Herr Präsident! Meine Damen und Herren! Wir möchten von der CDU aus zu den außenpolitischen Fragen, die in der Debatte zum Etat des Bundeskanzleramtes behandelt wurden, erst bei der Behandlung des Haushaltsplanes des Außenministeriums Stellung nehmen, wohin diese Fragen eigentlich auch gehören; sonst werden sie dort nur nochmals behandelt.

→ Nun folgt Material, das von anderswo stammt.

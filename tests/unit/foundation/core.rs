use super::*;

#[test]
fn fps_rejects_zero_parts() {
    assert!(Fps::new(0, 1).is_err());
    assert!(Fps::new(30, 0).is_err());
}

#[test]
fn fps_secs_to_frames_rounds_up_partial_frames() {
    let fps = Fps::new(30, 1).unwrap();
    assert_eq!(fps.secs_to_frames_ceil(0.0), 0);
    assert_eq!(fps.secs_to_frames_ceil(0.3), 9);
    assert_eq!(fps.secs_to_frames_ceil(0.31), 10);
    assert!((fps.frames_to_secs(15) - 0.5).abs() < 1e-12);
}

#[test]
fn canvas_center_and_validation() {
    let canvas = Canvas {
        width: 200,
        height: 100,
    };
    assert_eq!(canvas.center(), Point::new(100.0, 50.0));
    assert!(canvas.validate().is_ok());
    assert!(
        Canvas {
            width: 0,
            height: 10
        }
        .validate()
        .is_err()
    );
}
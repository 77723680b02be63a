/// Easing curve for duration-based transitions.
#[derive(Clone, Copy, Debug, PartialEq, serde::Serialize, serde::Deserialize)]
#[serde(rename_all = "snake_case")]
pub enum Ease {
    /// Constant speed.
    Linear,
    /// Quadratic deceleration.
    OutQuad,
    /// Cubic deceleration.
    OutCubic,
    /// CSS-style `cubic-bezier(x1, y1, x2, y2)`.
    CubicBezier {
        /// First control point x.
        x1: f64,
        /// First control point y.
        y1: f64,
        /// Second control point x.
        x2: f64,
        /// Second control point y.
        y2: f64,
    },
}

impl Ease {
    /// Default curve for short tweens: a gentle ease-out.
    pub const DEFAULT_TWEEN: Self = Self::CubicBezier {
        x1: 0.25,
        y1: 0.1,
        x2: 0.35,
        y2: 1.0,
    };

    /// Maps linear progress `t` in `[0, 1]` to eased progress.
    pub fn apply(self, t: f64) -> f64 {
        let t = t.clamp(0.0, 1.0);
        match self {
            Self::Linear => t,
            Self::OutQuad => 1.0 - (1.0 - t) * (1.0 - t),
            Self::OutCubic => 1.0 - (1.0 - t).powi(3),
            Self::CubicBezier { x1, y1, x2, y2 } => cubic_bezier_ease(t, x1, y1, x2, y2),
        }
    }
}

impl Default for Ease {
    fn default() -> Self {
        Self::DEFAULT_TWEEN
    }
}

fn cubic_bezier_ease(x: f64, x1: f64, y1: f64, x2: f64, y2: f64) -> f64 {
    if x <= 0.0 {
        return 0.0;
    }
    if x >= 1.0 {
        return 1.0;
    }
    fn sample_curve(a1: f64, a2: f64, t: f64) -> f64 {
        let omt = 1.0 - t;
        3.0 * omt * omt * t * a1 + 3.0 * omt * t * t * a2 + t * t * t
    }
    fn sample_curve_derivative(a1: f64, a2: f64, t: f64) -> f64 {
        let omt = 1.0 - t;
        3.0 * omt * omt * a1 + 6.0 * omt * t * (a2 - a1) + 3.0 * t * t * (1.0 - a2)
    }

    // Newton-Raphson, fixed iteration count.
    let mut t = x;
    for _ in 0..8 {
        let x_t = sample_curve(x1, x2, t) - x;
        let d = sample_curve_derivative(x1, x2, t);
        if d.abs() < 1e-7 {
            break;
        }
        t = (t - x_t / d).clamp(0.0, 1.0);
    }

    sample_curve(y1, y2, t)
}

#[cfg(test)]
#[path = "../../tests/unit/animation/ease.rs"]
mod tests;
use super::*;
use crate::chart::model::RadiusPair;

const BASIC: &str = r##"{
  "canvas": { "width": 320, "height": 320 },
  "data": [
    { "value": 75, "max_value": 100 },
    { "value": 3, "max_value": 4, "color": "#ff0000" },
    { "value": 1, "max_value": 2 }
  ],
  "layout": { "base_radius": 140, "ring_width": 20, "ring_gap": 6 },
  "rings": [ {}, { "animate": false }, { "color": "#00ff00", "show_glow": false } ]
}"##;

fn basic() -> ChartSpec {
    ChartSpec::from_json_str(BASIC).unwrap()
}

#[test]
fn defaults_fill_in() {
    let spec = basic();
    assert_eq!(spec.fps, Fps { num: 60, den: 1 });
    assert!(spec.animate);
    assert!(spec.show_glow);
    assert_eq!(spec.layout.order, RingOrder::OutsideIn);
    assert_eq!(spec.palette, None);
}

#[test]
fn overrides_merge_per_ring() {
    let spec = basic();
    assert_eq!(spec.ring_props(0), RingProps::default());
    assert!(!spec.ring_props(1).animate);
    assert!(spec.ring_props(1).show_glow);
    let third = spec.ring_props(2);
    assert_eq!(third.color.as_deref(), Some("#00ff00"));
    assert!(!third.show_glow);
    assert_eq!(spec.ring_props(9), RingProps::default());
}

#[test]
fn hover_ease_cascades_from_chart_to_ring() {
    let mut spec = basic();
    assert_eq!(spec.hover_ease, Ease::DEFAULT_TWEEN);
    spec.hover_ease = Ease::OutQuad;
    spec.rings[1].hover_ease = Some(Ease::Linear);
    assert_eq!(spec.ring_props(0).hover_ease, Ease::OutQuad);
    assert_eq!(spec.ring_props(1).hover_ease, Ease::Linear);
    assert_eq!(spec.ring_props(9).hover_ease, Ease::OutQuad);

    let json = r#"{ "canvas": { "width": 100, "height": 100 }, "data": [],
        "layout": { "base_radius": 40, "ring_width": 8, "ring_gap": 2 },
        "hover_ease": "out_cubic", "rings": [ { "hover_ease": "linear" } ] }"#;
    let parsed = ChartSpec::from_json_str(json).unwrap();
    assert_eq!(parsed.ring_props(0).hover_ease, Ease::Linear);
    assert_eq!(parsed.ring_props(1).hover_ease, Ease::OutCubic);
}

#[test]
fn context_uses_layout_and_colors() {
    let mut spec = basic();
    spec.palette = Some(vec!["#111111".to_string()]);
    spec.track_color = Some("#222222".to_string());
    let ctx = spec.context();
    assert_eq!(ctx.len(), 3);
    assert_eq!(ctx.ring_radii(1), RadiusPair::new(94.0, 114.0));
    assert_eq!(ctx.color(0), "#111111");
    assert_eq!(ctx.color(1), "#ff0000");
    assert_eq!(ctx.track_color(), "#222222");
}

#[test]
fn mount_builds_one_ring_per_datum() {
    let chart = basic().mount();
    assert_eq!(chart.rings().len(), 3);
    assert!(chart.ring(0).unwrap().progress_phase().is_some());
    assert!(chart.ring(1).unwrap().progress_phase().is_none());
}

#[test]
fn rejects_zero_canvas() {
    let mut spec = basic();
    spec.canvas.width = 0;
    assert!(matches!(spec.validate(), Err(RingError::Validation(_))));
}

#[test]
fn rejects_bad_layout_metrics() {
    for (base, width, gap) in [
        (0.0, 10.0, 0.0),
        (100.0, -1.0, 0.0),
        (f64::NAN, 10.0, 0.0),
        (100.0, 10.0, -2.0),
        (100.0, 10.0, f64::INFINITY),
    ] {
        let mut spec = basic();
        spec.layout = RingLayout::new(base, width, gap, RingOrder::OutsideIn);
        assert!(spec.validate().is_err(), "{base} {width} {gap}");
    }
}

#[test]
fn rejects_rings_that_would_cross_the_center() {
    let mut spec = basic();
    spec.layout.base_radius = 60.0;
    let err = spec.validate().unwrap_err().to_string();
    assert!(err.contains("too small"), "{err}");

    spec.layout.order = RingOrder::InsideOut;
    spec.validate().unwrap();
}

#[test]
fn does_not_validate_data() {
    let mut spec = basic();
    spec.data[0].max_value = 0.0;
    spec.data[1].value = 12.0;
    spec.validate().unwrap();
}

#[test]
fn malformed_json_is_a_serde_error() {
    let err = ChartSpec::from_json_str("{ \"canvas\": 3 }").unwrap_err();
    assert!(matches!(err, RingError::Serde(_)));
}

Ich habe aber Veranlassung, zu einigen Bemerkungen des Herrn Kollegen Ollenhauer hier kurz Stellung zu nehmen. Wir waren eigentlich darauf gefaßt, daß in der Kritik am Herrn Bundeskanzler, seinen politischen Richtlinien und seiner politischen Arbeit die Kritik an der Gestaltung des Schicksals unseres Volkes im Innnern auch eine Rolle gespielt hätte. Wir sind etwas überrascht darüber, daß — vielleicht unter dem Eindruck der Debatte, die wir in der vergangenen Woche hier gehabt haben — in dieser Hinsicht heute vollkommenes Schweigen im sozialistischen Walde geherrscht hat.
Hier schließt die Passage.